Zinc

Synonym(s): zinc D-gluconate, Zink citrate, zinc oxide, Zinkpicolinat, zinc sulfate
Nutrient group: Minerals & trace elements

Sources and physiological effects

Dietary sources

Foods of animal origin are of particular importance for the supply of zinc to humans. They usually contain higher concentrations of zinc and have a higher bioavailability.

The main reason for the poor usability of zinc of plant origin is its phytic acid content, which not only reduces the bioavailability of oral zinc, but also prevents reabsorption of endogenous zinc. This effect is further intensified by high calcium intake due to complex formation (Ca-Zn phytic acid). Simultaneous consumption of animal protein, on the other hand, improves the usability of zinc from foods containing phytic acid. Tannins (vegetable tannins) from wine, coffee and tea also impair the bioavailability of zinc.

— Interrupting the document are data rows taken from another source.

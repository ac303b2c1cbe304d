pub mod adapters;
pub mod api;
pub mod application;
pub mod config;
pub mod domain;
pub mod ports;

Good sources of zinc are meat, offal, oysters, dairy products, eggs and fish. Plant zinc sources include spinach, oat flakes, wheat germ and wholemeal products. Since zinc is contained in the surface layers of cereals, the zinc content of cereal products depends on their degree of processing. Vegetarians and vegans should pay particular attention to their zinc intake.

Physiological effects
Immune system
  • Differentiation of T-cells and transfer to the active form
  • Influences the activity of T-helpers, TC-, NK-cells and lymphokines
  • Stabilization of the cell membranes of the mucous membranes (barrier against germs)
Skin, hair and nails
  • Promotion of collagen synthesis and wound healing
  • Cell differentiation
  • Regulation of the cornification of the skin
Fertility
  • Cofactor of spermatogenesis and testosterone synthesis
Nervous system
  • Cofactor of neurotransmitter formation (dopamine synthesis)
Antioxidant
  • Cofactor of superoxide dismutase
Detoxification
  • Participation in alcohol degradation
  • Support of ammonia decomposition by conversion into urea
Metabolism
  • Promotion of insulin storage in the pancreas

    Cofactor of the hormone metabolism of insulin, glucagon, thyroid and growth hormones

EFSA Health Claims

Health claims EFSA opinion
Zinc
  • Contributes to a normal acid-base metabolism
  • Contributes to normal cognitive function
  • Contributes to normal fertility and reproduction
  • Contributes to a normal fatty acid metabolism
  • Contributes to a normal vitamin A metabolism
  • Contributes to the preservation of normal bone
  • Contributes to maintaining normal vision
  • Contributes to maintaining a normal function of the immune system
  • Has a function in cell division
  • Contributes to a normal carbohydrate metabolism
  • Contributes to normal DNA synthesis
  • Contributes to maintaining normal testosterone levels
  • Contributes to normal protein synthesis
  • Contributes to the maintenance of normal hair
  • Contributes to the preservation of normal nails
  • Contributes to the maintenance of normal skin

 

Recommended intake

Reference values for nutrient supply D-A-CH (Reference values EFSA and NHI  )
  Age Zinc (mg/d)
Infants (months)
  0-4 1,5
  4-12  2,5
Children (years)
  1-4 3
  4-7  4
  7-10  6
  10-13 8
  13-15 10
Teenagers/adults (years) Women Men
  15-19 11 14
  19-25 11-161  7-101
  25-51  11-161  7-101
  51-65  11-161  7-101
  > 65  11-161  7-101
Pregnancy 9-131
Breast-feeding 11-141
Increased need Alcohol abuse, sports (loss through sweating), vegetarian/vegan diet, chronic inflammatory intestinal diseases, intestinal resection, heavy metal pollution, etc.
 

1The absorption of zinc in adults is influenced by the phytate content of the food. The higher the phytate content of a food, the lower the zinc intake. Therefore, the recommended intake of zinc is given as a function of the phytate intake.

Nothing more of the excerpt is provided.